### Source data ###

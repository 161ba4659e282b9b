//! Transaction application: validity checks, gas purchase, message
//! execution, fee payment and receipt construction.

use cdk_basic_types::{Address, U256};
use cdk_counters::{CounterKind, TransactionCounter};
use cdk_types::{Transaction, TxReceipt};

use crate::{
    config::{BlockContext, VmConfig},
    errors::{TxError, VmError},
    gas,
    interpreter::{execute_message, FrameResult, Interpreter},
    state::InMemoryState,
    tracer::InnerTx,
};

/// Everything a successfully applied (included) transaction produces.
#[derive(Debug, Clone)]
pub struct TxOutput {
    pub receipt: TxReceipt,
    pub success: bool,
    pub gas_used: u64,
    pub return_data: Vec<u8>,
    pub created_address: Option<Address>,
    /// Abnormal termination, if any; the transaction is still included.
    pub vm_error: Option<VmError>,
    pub inner_txs: Vec<InnerTx>,
}

/// Applies `tx` against `state`. A `TxError` means the transaction cannot be
/// included at all and the state is untouched; a returned [`TxOutput`] means
/// it was included, successfully or not.
#[allow(clippy::too_many_arguments)]
pub fn apply_transaction(
    cfg: &VmConfig,
    block: &BlockContext,
    state: &mut InMemoryState,
    tx: &Transaction,
    effective_gas_price_pct: u8,
    counter: &mut TransactionCounter,
    cumulative_gas_before: u64,
    first_log_index: u64,
    collect_trace: bool,
) -> Result<TxOutput, TxError> {
    let sender = tx.from;
    if !state.code(sender).is_empty() {
        return Err(TxError::SenderIsContract(sender));
    }

    let expected_nonce = state.nonce(sender);
    if tx.nonce < expected_nonce {
        return Err(TxError::NonceTooLow {
            expected: expected_nonce,
            got: tx.nonce,
        });
    }
    if tx.nonce > expected_nonce {
        return Err(TxError::NonceTooHigh {
            expected: expected_nonce,
            got: tx.nonce,
        });
    }

    let effective_price = tx.gas_price * U256::from(effective_gas_price_pct as u16 + 1)
        / U256::from(cdk_types::transaction::EFFECTIVE_GAS_PRICE_MAX);
    let gas_cost = effective_price * U256::from(tx.gas);
    let required = gas_cost + tx.value;
    let balance = state.balance(sender);
    if balance < required {
        return Err(TxError::InsufficientBalance { balance, required });
    }

    let intrinsic = gas::intrinsic_gas(&tx.data, tx.to.is_none());
    if intrinsic > tx.gas {
        return Err(TxError::IntrinsicGas {
            required: intrinsic,
            limit: tx.gas,
        });
    }

    let block_gas_remaining = block.gas_limit.saturating_sub(cumulative_gas_before);
    if tx.gas > block_gas_remaining {
        return Err(TxError::BlockGasExceeded {
            gas: tx.gas,
            remaining: block_gas_remaining,
        });
    }

    // The transaction is now included whatever execution does: buy gas and
    // bump the nonce outside the execution snapshot. Creations bump the
    // nonce inside the creation path, off the pre-increment value.
    let paid = state.sub_balance(sender, gas_cost);
    debug_assert!(paid, "balance was checked above");
    if tx.to.is_some() {
        state.increment_nonce(sender);
    }

    let mut interpreter = Interpreter {
        state,
        cfg,
        block,
        counters: counter.execution_mut(),
        origin: sender,
        gas_price: effective_price,
        logs: Vec::new(),
        trace: Vec::new(),
        collect_trace,
    };
    // Both balance legs of the value transfer touch the state tree.
    interpreter
        .counters
        .add(CounterKind::PoseidonHashes, cfg.poseidon_depth * 2);

    let (result, created_address) = execute_message(
        &mut interpreter,
        sender,
        tx.to,
        tx.value,
        tx.data.clone(),
        tx.gas - intrinsic,
    );

    let logs = std::mem::take(&mut interpreter.logs);
    let inner_txs = std::mem::take(&mut interpreter.trace);

    let (success, gas_left, return_data, vm_error) = match result {
        FrameResult::Return { gas_left, data } => (true, gas_left, data, None),
        FrameResult::Revert { gas_left, data } => (false, gas_left, data, None),
        FrameResult::Error(err) => (false, 0, Vec::new(), Some(err)),
    };
    let gas_used = tx.gas - gas_left;

    // Refund the unused gas, pay the coinbase.
    state.add_balance(sender, effective_price * U256::from(gas_left));
    state.add_balance(block.coinbase, effective_price * U256::from(gas_used));

    let receipt = TxReceipt {
        tx_hash: tx.hash(),
        l2_tx_hash: tx.l2_hash(),
        status: success as u8,
        gas_used,
        cumulative_gas_used: cumulative_gas_before + gas_used,
        first_log_index,
        logs,
    };

    Ok(TxOutput {
        receipt,
        success,
        gas_used,
        return_data,
        created_address,
        vm_error,
        inner_txs,
    })
}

###

*Activity*:
Each line of the data must be set down again as it is.

*Solution*:
repository 161ba4659e282b9b
//! Transaction application: validity checks, gas purchase, message
//! execution, fee payment and receipt construction.

use cdk_basic_types::{Address, U256};
use cdk_counters::{CounterKind, TransactionCounter};
use cdk_types::{Transaction, TxReceipt};

use crate::{
    config::{BlockContext, VmConfig},
    errors::{TxError, VmError},
    gas,
    interpreter::{execute_message, FrameResult, Interpreter},
    state::InMemoryState,
    tracer::InnerTx,
};

/// Everything a successfully applied (included) transaction produces.
#[derive(Debug, Clone)]
pub struct TxOutput {
    pub receipt: TxReceipt,
    pub success: bool,
    pub gas_used: u64,
    pub return_data: Vec<u8>,
    pub created_address: Option<Address>,
    /// Abnormal termination, if any; the transaction is still included.
    pub vm_error: Option<VmError>,
    pub inner_txs: Vec<InnerTx>,
}

/// Applies `tx` against `state`. A `TxError` means the transaction cannot be
/// included at all and the state is untouched; a returned [`TxOutput`] means
/// it was included, successfully or not.
#[allow(clippy::too_many_arguments)]
pub fn apply_transaction(
    cfg: &VmConfig,
    block: &BlockContext,
    state: &mut InMemoryState,
    tx: &Transaction,
    effective_gas_price_pct: u8,
    counter: &mut TransactionCounter,
    cumulative_gas_before: u64,
    first_log_index: u64,
    collect_trace: bool,
) -> Result<TxOutput, TxError> {
    let sender = tx.from;
    if !state.code(sender).is_empty() {
        return Err(TxError::SenderIsContract(sender));
    }

    let expected_nonce = state.nonce(sender);
    if tx.nonce < expected_nonce {
        return Err(TxError::NonceTooLow {
            expected: expected_nonce,
            got: tx.nonce,
        });
    }
    if tx.nonce > expected_nonce {
        return Err(TxError::NonceTooHigh {
            expected: expected_nonce,
            got: tx.nonce,
        });
    }

    let effective_price = tx.gas_price * U256::from(effective_gas_price_pct as u16 + 1)
        / U256::from(cdk_types::transaction::EFFECTIVE_GAS_PRICE_MAX);
    let gas_cost = effective_price * U256::from(tx.gas);
    let required = gas_cost + tx.value;
    let balance = state.balance(sender);
    if balance < required {
        return Err(TxError::InsufficientBalance { balance, required });
    }

    let intrinsic = gas::intrinsic_gas(&tx.data, tx.to.is_none());
    if intrinsic > tx.gas {
        return Err(TxError::IntrinsicGas {
            required: intrinsic,
            limit: tx.gas,
        });
    }

    let block_gas_remaining = block.gas_limit.saturating_sub(cumulative_gas_before);
    if tx.gas > block_gas_remaining {
        return Err(TxError::BlockGasExceeded {
            gas: tx.gas,
            remaining: block_gas_remaining,
        });
    }

    // The transaction is now included whatever execution does: buy gas and
    // bump the nonce outside the execution snapshot. Creations bump the
    // nonce inside the creation path, off the pre-increment value.
    let paid = state.sub_balance(sender, gas_cost);
    debug_assert!(paid, "balance was checked above");
    if tx.to.is_some() {
        state.increment_nonce(sender);
    }

    let mut interpreter = Interpreter {
        state,
        cfg,
        block,
        counters: counter.execution_mut(),
        origin: sender,
        gas_price: effective_price,
        logs: Vec::new(),
        trace: Vec::new(),
        collect_trace,
    };
    // Both balance legs of the value transfer touch the state tree.
    interpreter
        .counters
        .add(CounterKind::PoseidonHashes, cfg.poseidon_depth * 2);

    let (result, created_address) = execute_message(
        &mut interpreter,
        sender,
        tx.to,
        tx.value,
        tx.data.clone(),
        tx.gas - intrinsic,
    );

    let logs = std::mem::take(&mut interpreter.logs);
    let inner_txs = std::mem::take(&mut interpreter.trace);

    let (success, gas_left, return_data, vm_error) = match result {
        FrameResult::Return { gas_left, data } => (true, gas_left, data, None),
        FrameResult::Revert { gas_left, data } => (false, gas_left, data, None),
        FrameResult::Error(err) => (false, 0, Vec::new(), Some(err)),
    };
    let gas_used = tx.gas - gas_left;

    // Refund the unused gas, pay the coinbase.
    state.add_balance(sender, effective_price * U256::from(gas_left));
    state.add_balance(block.coinbase, effective_price * U256::from(gas_used));

    let receipt = TxReceipt {
        tx_hash: tx.hash(),
        l2_tx_hash: tx.l2_hash(),
        status: success as u8,
        gas_used,
        cumulative_gas_used: cumulative_gas_before + gas_used,
        first_log_index,
        logs,
    };

    Ok(TxOutput {
        receipt,
        success,
        gas_used,
        return_data,
        created_address,
        vm_error,
        inner_txs,
    })
}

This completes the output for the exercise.